**What you have to do:**
Please filter the listing below and copy out the lines that hold "next".

**Listed records:**
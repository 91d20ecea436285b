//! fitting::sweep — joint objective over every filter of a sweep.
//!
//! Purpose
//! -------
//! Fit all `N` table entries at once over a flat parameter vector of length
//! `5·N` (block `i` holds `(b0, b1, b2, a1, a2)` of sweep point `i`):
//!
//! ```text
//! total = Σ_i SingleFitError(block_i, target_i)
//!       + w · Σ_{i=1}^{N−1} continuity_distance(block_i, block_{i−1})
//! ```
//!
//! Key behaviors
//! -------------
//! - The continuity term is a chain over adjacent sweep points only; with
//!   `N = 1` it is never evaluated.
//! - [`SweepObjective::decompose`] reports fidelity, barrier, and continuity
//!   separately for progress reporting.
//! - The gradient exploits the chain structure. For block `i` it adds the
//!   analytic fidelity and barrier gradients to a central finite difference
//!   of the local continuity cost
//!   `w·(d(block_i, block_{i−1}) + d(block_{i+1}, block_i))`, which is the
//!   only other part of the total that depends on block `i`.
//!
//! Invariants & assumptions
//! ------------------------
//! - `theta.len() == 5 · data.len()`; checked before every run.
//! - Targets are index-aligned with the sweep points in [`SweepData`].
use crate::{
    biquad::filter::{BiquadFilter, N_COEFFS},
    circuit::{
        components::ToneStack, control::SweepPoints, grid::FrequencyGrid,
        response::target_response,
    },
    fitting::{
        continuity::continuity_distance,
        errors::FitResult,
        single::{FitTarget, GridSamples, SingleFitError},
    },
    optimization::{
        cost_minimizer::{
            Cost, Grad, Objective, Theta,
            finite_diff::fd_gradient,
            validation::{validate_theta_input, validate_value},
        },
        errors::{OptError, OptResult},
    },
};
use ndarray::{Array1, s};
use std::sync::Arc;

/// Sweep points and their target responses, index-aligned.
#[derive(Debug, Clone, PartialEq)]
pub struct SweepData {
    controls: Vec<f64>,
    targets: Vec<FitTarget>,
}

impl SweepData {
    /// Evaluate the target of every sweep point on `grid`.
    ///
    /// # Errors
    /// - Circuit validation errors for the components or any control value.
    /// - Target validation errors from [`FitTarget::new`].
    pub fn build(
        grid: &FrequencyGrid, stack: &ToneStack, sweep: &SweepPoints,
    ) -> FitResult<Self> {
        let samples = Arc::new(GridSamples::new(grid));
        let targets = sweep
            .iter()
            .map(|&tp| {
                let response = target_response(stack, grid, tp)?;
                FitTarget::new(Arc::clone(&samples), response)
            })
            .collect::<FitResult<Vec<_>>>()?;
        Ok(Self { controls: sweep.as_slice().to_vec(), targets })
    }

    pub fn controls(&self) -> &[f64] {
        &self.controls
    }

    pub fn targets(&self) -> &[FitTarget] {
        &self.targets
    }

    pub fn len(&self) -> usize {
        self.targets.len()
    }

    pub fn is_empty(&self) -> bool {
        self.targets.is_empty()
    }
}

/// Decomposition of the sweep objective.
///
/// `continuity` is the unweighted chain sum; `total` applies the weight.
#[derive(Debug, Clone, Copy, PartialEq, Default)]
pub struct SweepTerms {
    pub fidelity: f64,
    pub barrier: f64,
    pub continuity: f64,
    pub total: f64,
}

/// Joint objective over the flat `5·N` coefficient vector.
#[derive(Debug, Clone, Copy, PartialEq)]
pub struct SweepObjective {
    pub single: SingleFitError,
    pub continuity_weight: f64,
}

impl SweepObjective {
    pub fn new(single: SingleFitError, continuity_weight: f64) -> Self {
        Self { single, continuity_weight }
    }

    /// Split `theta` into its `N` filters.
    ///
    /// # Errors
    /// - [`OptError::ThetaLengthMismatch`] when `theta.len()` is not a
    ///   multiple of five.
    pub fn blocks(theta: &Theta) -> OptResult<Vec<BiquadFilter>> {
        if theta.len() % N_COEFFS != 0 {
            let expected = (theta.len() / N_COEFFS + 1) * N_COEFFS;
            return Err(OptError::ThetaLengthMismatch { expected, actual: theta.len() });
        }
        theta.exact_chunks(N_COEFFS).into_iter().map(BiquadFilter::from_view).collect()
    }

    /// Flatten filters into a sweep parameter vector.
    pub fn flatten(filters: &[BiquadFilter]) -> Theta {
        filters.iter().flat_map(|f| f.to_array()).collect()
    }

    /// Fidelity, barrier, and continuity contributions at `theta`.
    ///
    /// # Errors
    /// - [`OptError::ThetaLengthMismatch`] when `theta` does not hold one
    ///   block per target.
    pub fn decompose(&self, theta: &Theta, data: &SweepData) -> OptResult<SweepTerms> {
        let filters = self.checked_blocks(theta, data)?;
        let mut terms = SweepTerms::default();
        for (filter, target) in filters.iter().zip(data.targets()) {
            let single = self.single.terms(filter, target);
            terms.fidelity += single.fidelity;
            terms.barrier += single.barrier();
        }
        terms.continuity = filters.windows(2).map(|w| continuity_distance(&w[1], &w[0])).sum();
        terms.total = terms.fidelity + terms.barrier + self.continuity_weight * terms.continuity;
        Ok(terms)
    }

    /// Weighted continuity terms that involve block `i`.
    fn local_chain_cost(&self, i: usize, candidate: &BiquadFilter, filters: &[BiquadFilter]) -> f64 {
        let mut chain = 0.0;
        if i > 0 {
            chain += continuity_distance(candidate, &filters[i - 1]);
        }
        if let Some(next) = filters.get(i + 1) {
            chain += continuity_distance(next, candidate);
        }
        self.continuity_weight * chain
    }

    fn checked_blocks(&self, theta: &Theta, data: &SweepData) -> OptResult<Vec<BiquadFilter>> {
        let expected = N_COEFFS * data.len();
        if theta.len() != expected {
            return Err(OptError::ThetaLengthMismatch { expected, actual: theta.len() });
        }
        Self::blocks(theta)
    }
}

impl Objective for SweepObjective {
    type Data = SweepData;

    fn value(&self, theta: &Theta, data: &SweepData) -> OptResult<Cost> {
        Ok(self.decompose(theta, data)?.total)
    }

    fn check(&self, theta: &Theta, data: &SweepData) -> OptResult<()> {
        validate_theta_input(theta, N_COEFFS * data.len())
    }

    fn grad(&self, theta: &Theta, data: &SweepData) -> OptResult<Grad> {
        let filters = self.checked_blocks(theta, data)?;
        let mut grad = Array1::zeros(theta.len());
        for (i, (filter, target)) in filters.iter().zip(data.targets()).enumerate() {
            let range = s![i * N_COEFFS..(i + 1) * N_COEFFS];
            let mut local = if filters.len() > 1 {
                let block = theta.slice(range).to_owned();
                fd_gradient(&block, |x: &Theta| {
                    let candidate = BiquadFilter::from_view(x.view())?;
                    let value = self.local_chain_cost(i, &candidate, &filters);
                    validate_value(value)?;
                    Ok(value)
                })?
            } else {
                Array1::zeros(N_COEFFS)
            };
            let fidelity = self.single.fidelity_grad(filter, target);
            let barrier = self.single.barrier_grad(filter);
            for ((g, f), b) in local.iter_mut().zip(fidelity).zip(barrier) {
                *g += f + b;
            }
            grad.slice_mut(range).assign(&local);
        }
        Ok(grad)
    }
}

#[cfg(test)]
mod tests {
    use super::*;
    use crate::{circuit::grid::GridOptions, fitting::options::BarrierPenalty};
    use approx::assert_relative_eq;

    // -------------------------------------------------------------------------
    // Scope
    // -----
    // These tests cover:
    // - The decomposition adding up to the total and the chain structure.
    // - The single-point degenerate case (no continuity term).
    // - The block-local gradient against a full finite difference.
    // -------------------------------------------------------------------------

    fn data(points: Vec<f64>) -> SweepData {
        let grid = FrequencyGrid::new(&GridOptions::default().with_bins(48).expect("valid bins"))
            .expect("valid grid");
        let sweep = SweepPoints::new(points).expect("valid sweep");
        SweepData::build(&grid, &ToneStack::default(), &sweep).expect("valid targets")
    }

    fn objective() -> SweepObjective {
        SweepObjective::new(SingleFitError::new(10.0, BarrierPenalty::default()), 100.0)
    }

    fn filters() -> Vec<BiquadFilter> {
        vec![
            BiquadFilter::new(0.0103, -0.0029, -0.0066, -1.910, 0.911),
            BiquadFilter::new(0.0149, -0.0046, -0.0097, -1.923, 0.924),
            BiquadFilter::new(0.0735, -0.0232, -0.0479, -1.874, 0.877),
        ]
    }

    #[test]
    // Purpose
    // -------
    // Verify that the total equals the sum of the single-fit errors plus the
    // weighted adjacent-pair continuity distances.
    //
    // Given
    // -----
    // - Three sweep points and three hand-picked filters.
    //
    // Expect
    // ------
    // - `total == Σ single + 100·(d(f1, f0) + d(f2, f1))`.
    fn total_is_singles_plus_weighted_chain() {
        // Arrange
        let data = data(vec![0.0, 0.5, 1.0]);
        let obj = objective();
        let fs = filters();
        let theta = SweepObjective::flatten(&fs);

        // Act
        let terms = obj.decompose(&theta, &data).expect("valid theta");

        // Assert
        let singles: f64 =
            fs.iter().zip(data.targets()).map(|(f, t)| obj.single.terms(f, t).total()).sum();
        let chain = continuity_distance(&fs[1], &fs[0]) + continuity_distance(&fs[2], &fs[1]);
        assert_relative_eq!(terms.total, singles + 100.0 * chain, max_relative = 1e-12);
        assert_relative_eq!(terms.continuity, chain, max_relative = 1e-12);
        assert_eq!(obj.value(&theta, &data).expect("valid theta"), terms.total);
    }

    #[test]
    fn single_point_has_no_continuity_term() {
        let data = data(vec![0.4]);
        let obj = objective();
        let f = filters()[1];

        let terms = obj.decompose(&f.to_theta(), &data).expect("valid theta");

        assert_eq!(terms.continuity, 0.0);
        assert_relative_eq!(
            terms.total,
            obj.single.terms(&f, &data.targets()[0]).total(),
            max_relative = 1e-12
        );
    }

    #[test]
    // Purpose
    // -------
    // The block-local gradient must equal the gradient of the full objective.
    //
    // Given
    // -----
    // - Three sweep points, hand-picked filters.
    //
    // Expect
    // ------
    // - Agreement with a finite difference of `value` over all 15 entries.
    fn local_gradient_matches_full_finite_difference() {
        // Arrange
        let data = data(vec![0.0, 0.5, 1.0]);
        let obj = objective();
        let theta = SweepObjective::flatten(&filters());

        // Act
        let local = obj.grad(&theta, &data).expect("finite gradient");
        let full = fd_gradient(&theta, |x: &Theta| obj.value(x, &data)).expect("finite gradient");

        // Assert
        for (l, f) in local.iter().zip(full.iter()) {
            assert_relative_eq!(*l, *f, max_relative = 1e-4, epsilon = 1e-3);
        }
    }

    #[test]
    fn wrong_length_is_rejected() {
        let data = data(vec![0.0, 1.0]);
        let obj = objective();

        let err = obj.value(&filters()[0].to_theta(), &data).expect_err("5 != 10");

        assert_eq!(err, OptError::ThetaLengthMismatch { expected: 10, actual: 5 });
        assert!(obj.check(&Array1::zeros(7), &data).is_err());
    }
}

**Response box:**
        if let Some(next) = filters.get(i + 1) {
            chain += continuity_distance(next, candidate);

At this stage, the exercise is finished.